▶ _INFORMATION PROVIDED_:
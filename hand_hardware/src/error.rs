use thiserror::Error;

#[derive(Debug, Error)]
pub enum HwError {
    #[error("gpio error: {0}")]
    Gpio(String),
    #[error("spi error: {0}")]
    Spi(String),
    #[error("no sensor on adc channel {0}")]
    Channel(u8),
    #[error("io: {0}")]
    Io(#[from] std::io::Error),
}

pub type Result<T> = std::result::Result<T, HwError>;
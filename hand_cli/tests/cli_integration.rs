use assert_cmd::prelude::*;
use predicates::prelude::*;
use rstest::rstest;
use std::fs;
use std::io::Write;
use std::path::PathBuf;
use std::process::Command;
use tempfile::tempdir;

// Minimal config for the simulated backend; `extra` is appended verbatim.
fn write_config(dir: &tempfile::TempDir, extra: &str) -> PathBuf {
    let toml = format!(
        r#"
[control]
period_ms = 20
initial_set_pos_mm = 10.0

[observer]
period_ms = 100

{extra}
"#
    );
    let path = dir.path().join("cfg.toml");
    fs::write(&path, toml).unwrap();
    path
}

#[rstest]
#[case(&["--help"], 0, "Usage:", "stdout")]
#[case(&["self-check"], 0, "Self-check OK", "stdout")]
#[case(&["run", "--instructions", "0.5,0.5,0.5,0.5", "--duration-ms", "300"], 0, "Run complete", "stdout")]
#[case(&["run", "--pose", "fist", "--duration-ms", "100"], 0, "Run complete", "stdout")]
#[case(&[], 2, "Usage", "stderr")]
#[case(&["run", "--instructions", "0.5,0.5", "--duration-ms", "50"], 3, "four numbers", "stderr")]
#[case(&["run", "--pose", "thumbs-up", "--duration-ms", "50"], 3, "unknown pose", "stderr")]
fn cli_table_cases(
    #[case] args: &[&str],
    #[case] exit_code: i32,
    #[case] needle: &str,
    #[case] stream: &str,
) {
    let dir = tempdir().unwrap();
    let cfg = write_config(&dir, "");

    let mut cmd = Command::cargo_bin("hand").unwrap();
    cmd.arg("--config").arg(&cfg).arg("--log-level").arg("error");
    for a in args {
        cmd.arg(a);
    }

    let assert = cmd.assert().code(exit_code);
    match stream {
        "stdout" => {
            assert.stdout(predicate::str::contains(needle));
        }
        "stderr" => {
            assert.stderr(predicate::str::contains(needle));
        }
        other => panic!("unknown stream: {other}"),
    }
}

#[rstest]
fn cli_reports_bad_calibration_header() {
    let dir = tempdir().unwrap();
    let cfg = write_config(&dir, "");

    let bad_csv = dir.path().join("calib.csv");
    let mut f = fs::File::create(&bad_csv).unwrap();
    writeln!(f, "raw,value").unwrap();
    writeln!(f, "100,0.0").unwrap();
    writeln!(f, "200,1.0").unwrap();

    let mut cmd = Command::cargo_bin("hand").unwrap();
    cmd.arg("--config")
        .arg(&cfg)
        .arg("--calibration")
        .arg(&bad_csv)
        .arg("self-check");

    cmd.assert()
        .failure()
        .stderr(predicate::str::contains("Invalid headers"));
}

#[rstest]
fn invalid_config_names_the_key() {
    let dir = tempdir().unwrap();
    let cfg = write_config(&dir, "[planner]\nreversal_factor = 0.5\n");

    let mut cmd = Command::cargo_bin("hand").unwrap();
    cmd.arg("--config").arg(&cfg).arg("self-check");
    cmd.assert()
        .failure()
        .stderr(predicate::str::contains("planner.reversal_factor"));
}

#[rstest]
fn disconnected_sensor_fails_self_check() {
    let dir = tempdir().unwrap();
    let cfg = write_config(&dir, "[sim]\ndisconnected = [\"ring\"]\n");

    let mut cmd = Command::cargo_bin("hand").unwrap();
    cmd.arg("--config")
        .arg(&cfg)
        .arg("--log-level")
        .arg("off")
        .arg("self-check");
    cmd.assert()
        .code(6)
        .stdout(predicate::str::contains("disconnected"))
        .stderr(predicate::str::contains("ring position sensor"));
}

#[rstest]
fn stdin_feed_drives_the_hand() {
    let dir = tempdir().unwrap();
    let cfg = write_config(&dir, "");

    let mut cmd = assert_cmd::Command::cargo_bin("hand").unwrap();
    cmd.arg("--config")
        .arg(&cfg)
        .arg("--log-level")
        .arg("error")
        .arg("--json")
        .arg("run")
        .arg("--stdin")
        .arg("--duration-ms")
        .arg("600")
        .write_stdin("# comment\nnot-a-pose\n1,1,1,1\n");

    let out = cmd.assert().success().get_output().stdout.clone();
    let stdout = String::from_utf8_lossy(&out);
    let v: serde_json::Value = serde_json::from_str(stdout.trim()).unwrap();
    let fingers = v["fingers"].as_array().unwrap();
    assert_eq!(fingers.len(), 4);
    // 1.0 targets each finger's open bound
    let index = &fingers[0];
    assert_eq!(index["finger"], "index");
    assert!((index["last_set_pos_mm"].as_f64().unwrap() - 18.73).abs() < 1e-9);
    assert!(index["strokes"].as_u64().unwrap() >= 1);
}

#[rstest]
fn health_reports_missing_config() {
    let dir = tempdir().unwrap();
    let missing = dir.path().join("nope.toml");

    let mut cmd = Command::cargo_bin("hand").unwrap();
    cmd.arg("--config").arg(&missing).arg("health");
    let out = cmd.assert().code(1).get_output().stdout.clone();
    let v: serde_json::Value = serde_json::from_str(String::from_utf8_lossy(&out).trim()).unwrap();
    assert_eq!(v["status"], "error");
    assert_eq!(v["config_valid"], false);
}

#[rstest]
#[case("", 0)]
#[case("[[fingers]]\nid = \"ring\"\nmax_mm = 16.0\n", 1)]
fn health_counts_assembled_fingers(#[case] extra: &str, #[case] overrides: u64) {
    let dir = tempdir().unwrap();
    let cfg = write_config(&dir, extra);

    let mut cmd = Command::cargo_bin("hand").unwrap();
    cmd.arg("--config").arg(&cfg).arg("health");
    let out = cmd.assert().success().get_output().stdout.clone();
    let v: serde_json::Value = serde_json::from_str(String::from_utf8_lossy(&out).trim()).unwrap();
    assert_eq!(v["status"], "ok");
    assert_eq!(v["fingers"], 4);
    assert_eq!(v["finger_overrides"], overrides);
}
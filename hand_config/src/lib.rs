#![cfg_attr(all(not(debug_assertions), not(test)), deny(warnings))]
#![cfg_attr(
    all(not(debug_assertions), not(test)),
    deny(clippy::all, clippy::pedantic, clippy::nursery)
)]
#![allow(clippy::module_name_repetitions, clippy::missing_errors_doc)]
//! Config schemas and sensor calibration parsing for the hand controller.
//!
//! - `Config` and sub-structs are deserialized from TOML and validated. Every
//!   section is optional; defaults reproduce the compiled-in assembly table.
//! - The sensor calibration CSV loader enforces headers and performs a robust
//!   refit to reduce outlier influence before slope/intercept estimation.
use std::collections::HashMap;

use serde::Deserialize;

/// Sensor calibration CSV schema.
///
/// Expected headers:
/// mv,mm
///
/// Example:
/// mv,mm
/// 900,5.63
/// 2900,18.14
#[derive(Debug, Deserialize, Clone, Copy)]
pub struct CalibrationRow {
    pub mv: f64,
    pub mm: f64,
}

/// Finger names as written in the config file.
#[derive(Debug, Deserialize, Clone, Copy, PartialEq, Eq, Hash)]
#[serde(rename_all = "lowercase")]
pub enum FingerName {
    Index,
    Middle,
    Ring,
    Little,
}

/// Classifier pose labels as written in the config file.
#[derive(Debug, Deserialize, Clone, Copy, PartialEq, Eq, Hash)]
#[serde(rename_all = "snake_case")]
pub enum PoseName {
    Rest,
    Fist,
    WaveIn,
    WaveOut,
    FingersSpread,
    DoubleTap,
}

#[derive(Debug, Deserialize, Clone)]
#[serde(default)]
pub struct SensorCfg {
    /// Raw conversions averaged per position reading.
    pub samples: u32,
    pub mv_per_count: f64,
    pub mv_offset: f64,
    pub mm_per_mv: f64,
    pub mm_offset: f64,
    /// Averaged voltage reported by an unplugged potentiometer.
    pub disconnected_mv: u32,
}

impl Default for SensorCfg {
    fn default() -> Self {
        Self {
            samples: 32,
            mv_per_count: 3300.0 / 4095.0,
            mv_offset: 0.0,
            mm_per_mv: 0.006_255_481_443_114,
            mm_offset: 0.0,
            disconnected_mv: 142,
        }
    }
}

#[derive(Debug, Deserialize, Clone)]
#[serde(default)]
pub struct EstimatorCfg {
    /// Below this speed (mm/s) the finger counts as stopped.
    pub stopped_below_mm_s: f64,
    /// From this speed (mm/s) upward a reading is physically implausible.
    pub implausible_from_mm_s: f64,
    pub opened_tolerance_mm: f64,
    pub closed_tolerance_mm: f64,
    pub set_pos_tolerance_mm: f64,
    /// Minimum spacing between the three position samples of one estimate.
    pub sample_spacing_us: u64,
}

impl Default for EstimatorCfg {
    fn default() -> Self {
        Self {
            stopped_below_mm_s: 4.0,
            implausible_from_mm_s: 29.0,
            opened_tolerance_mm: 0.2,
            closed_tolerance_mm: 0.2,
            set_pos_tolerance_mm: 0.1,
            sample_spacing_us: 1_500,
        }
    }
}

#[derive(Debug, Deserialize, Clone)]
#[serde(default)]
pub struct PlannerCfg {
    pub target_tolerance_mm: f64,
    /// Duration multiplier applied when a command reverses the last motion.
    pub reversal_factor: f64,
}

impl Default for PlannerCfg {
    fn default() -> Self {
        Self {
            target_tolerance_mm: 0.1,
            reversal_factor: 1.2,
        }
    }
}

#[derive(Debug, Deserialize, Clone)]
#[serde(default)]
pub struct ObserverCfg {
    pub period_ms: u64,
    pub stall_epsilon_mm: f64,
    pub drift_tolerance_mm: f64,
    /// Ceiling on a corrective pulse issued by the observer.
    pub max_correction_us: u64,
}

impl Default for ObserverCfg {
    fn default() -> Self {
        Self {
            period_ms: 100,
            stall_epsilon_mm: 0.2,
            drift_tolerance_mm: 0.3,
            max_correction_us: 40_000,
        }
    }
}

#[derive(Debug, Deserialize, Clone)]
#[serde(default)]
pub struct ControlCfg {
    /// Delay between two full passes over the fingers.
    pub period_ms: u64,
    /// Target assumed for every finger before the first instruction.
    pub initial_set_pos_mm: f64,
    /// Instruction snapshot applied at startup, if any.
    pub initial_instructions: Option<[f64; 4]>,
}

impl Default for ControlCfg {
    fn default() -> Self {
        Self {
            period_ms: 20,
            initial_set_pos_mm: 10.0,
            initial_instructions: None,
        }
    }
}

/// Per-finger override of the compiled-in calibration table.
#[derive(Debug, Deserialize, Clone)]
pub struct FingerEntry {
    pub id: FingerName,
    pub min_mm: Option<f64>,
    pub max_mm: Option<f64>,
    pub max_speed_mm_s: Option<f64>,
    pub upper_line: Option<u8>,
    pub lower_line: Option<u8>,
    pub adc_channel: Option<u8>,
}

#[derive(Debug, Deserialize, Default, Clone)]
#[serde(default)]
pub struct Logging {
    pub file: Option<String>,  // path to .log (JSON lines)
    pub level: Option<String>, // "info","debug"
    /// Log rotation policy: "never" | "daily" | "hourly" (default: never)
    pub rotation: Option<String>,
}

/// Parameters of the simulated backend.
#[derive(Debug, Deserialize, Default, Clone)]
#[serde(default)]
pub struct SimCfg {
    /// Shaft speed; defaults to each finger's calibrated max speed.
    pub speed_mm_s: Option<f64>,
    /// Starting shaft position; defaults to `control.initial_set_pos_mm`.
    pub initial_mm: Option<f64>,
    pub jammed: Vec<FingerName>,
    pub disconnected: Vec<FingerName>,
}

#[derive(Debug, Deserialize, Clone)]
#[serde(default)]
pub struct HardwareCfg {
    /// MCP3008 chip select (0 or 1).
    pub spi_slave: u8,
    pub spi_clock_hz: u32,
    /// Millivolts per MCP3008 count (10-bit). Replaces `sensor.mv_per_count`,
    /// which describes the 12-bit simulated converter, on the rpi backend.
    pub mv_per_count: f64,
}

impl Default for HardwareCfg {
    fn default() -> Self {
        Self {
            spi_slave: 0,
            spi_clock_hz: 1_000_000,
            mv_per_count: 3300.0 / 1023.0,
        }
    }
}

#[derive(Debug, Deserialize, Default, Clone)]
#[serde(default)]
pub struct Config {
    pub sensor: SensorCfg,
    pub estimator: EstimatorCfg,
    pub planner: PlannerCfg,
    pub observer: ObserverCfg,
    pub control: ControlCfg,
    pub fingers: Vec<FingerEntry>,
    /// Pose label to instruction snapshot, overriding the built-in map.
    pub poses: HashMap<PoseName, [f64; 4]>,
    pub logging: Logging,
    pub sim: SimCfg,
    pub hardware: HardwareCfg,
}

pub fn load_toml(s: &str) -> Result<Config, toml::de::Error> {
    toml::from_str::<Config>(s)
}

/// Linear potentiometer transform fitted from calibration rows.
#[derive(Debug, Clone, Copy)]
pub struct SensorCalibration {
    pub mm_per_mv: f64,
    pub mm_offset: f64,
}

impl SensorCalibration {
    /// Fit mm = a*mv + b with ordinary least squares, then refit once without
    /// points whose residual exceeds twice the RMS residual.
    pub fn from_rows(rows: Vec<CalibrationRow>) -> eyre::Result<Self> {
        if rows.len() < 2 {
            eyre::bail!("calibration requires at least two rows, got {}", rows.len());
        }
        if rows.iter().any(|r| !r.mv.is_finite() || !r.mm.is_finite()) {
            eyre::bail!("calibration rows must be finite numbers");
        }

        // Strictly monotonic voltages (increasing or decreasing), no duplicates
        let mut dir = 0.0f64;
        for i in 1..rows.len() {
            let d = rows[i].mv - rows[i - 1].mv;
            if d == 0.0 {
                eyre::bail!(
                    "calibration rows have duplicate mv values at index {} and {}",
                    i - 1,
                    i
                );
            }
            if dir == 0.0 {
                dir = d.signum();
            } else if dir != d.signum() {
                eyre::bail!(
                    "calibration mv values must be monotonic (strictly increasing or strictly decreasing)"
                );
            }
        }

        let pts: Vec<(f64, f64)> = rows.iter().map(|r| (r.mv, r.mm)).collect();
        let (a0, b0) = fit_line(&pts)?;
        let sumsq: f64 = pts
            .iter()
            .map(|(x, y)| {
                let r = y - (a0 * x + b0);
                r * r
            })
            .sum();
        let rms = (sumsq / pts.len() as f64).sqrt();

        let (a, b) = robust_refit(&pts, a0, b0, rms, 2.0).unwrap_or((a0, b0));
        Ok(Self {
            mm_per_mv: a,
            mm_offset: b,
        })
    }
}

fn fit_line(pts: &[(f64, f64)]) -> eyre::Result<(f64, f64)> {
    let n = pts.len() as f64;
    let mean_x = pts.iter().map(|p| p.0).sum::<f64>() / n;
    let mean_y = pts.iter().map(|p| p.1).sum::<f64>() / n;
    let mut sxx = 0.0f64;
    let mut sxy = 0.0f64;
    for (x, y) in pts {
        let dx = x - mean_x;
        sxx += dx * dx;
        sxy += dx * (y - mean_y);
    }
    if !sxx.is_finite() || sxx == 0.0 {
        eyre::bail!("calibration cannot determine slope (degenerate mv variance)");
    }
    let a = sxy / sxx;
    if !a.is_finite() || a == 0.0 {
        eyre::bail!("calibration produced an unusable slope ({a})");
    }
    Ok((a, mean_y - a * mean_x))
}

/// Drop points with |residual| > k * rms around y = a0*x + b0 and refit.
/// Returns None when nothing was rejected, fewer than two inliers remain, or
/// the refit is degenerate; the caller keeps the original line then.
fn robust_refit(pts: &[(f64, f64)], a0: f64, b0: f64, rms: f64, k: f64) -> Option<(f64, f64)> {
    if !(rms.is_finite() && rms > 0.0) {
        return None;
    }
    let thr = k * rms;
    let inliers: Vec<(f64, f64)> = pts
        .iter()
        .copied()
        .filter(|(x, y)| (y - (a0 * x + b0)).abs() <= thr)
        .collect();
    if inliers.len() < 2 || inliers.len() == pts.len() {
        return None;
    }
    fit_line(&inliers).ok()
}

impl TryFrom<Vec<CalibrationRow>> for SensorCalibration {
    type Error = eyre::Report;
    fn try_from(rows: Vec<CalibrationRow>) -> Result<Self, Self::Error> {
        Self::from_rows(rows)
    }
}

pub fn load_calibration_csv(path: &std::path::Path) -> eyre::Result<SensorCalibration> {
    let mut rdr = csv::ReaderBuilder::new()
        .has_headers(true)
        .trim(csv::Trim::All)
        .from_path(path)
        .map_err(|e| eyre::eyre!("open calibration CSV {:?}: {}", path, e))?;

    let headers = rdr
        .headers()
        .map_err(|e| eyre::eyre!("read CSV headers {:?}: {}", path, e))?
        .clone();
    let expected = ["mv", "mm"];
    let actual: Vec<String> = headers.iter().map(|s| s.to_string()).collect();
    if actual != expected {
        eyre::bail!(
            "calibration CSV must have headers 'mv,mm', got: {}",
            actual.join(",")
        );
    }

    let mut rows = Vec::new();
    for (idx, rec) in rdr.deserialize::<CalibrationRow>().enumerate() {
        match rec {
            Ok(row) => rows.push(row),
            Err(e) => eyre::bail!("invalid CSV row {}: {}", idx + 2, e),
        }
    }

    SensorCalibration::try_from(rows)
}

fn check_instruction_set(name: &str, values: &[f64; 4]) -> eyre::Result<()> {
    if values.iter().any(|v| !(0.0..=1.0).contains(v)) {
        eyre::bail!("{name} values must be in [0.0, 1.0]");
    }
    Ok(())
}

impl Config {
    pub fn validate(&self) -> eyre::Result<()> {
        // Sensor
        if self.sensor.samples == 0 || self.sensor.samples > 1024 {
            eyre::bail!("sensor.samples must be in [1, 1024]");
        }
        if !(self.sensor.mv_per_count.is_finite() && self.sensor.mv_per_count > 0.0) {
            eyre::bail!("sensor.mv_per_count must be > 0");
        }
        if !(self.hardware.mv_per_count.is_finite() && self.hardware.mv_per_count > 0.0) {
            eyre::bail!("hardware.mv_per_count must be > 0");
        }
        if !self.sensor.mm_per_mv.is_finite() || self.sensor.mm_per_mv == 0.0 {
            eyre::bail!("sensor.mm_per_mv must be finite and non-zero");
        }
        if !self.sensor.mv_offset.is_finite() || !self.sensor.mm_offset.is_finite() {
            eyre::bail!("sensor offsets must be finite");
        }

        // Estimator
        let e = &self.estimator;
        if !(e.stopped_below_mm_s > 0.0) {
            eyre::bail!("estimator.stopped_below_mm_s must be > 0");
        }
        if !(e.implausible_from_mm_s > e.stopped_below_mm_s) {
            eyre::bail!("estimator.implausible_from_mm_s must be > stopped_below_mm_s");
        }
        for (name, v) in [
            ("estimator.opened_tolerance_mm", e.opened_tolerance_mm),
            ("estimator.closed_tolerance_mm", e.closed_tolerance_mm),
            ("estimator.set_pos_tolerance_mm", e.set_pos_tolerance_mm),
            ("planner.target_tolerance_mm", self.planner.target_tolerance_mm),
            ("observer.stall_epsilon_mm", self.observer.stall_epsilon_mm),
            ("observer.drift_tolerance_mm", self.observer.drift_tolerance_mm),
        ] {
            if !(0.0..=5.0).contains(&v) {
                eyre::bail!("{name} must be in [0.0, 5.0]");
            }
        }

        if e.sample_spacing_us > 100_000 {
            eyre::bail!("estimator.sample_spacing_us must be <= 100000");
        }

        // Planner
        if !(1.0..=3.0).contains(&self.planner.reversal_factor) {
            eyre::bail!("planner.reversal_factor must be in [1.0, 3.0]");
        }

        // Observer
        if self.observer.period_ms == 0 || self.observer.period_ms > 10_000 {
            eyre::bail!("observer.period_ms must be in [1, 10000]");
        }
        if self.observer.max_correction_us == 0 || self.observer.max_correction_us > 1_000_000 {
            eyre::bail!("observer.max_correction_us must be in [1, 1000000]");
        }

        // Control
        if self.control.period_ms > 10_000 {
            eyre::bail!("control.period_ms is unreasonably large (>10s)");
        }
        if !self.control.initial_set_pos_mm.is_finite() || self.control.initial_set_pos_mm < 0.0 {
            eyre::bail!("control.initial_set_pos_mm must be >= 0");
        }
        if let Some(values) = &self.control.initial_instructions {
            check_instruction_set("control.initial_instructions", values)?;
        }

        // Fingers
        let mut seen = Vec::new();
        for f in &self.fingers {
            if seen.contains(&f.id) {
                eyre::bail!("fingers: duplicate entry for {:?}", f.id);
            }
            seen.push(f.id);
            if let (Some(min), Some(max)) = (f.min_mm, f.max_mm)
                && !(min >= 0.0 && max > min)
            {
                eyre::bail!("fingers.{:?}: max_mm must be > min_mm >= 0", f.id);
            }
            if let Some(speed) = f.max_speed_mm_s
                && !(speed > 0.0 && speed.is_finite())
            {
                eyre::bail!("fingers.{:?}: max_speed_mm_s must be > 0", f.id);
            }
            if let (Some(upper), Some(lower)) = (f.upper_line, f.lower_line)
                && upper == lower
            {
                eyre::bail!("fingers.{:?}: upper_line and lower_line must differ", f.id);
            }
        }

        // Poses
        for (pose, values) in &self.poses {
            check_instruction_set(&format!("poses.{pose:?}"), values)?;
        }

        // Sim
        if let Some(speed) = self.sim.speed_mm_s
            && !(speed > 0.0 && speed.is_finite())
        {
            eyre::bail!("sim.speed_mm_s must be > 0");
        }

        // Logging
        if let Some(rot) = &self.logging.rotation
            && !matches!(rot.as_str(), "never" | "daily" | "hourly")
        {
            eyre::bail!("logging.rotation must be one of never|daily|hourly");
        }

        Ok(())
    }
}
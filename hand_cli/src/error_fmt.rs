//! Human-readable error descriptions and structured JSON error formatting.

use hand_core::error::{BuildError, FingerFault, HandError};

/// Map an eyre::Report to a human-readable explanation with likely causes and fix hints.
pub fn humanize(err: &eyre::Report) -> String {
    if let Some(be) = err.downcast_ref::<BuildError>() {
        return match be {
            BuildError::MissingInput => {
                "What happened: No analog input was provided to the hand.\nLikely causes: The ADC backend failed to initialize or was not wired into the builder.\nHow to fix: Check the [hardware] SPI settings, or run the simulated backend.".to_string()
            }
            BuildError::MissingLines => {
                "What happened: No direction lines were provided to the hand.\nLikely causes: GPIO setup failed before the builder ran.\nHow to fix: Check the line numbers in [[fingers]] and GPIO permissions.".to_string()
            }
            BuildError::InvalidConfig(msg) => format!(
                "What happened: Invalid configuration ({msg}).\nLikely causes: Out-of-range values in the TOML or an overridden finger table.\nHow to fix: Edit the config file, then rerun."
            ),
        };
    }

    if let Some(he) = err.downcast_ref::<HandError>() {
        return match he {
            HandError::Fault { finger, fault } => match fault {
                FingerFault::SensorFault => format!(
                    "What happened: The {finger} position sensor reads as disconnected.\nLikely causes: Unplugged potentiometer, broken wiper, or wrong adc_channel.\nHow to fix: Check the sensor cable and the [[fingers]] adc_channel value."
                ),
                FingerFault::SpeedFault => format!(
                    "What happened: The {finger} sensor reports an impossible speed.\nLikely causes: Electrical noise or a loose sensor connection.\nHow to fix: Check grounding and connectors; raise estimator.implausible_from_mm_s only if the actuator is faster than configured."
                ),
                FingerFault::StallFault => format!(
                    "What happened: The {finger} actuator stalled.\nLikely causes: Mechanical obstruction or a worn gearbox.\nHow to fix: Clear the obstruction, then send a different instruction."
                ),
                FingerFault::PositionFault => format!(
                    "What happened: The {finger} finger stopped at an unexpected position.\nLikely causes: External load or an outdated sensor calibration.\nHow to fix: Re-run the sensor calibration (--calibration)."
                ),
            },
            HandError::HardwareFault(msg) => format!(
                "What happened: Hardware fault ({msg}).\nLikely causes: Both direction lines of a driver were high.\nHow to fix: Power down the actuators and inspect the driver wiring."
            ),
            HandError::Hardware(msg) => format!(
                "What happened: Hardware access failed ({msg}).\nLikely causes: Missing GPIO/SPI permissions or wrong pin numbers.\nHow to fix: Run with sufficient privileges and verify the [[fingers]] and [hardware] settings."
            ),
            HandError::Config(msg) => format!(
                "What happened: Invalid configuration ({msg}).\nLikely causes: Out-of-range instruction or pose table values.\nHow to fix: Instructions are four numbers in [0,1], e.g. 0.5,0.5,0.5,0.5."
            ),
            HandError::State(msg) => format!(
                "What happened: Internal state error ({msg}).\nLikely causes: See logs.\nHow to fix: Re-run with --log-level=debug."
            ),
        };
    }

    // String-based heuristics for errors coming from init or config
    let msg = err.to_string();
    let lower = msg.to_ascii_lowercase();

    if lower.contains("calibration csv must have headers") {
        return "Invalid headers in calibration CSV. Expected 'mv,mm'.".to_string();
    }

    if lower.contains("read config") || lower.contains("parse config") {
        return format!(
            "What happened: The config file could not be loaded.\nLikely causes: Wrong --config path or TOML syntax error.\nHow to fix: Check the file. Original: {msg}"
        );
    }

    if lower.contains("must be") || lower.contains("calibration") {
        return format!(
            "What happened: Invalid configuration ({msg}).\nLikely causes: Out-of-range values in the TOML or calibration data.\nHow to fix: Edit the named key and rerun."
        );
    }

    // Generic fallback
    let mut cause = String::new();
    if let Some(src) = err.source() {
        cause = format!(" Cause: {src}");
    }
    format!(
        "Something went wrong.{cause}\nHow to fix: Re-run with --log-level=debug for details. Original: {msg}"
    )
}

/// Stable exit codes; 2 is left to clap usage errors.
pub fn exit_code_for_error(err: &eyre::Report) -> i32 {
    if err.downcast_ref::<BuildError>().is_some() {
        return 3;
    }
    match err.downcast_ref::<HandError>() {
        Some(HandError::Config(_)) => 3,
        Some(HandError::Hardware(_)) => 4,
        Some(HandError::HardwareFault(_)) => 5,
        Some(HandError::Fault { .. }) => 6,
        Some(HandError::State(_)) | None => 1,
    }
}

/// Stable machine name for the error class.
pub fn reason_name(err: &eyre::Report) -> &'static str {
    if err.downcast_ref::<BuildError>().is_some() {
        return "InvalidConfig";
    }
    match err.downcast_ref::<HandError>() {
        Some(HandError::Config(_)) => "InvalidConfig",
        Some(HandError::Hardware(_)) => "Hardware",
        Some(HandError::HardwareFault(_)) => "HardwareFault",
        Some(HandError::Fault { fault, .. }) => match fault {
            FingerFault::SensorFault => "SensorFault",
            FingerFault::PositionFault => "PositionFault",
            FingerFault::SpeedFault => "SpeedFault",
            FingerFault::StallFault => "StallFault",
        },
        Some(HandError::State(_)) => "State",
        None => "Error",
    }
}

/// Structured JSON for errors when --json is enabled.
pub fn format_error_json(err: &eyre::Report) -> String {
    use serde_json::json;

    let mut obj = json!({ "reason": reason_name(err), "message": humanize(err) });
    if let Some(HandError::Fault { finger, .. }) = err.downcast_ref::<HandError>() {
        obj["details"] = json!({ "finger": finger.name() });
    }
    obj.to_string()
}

▶ _ASSIGNMENT_: Report every line of the entries that carries the word "overrides".

▶ _ANSWER TO THIS PROBLEM_:
fn health_counts_assembled_fingers(#[case] extra: &str, #[case] overrides: u64) {
    assert_eq!(v["finger_overrides"], overrides);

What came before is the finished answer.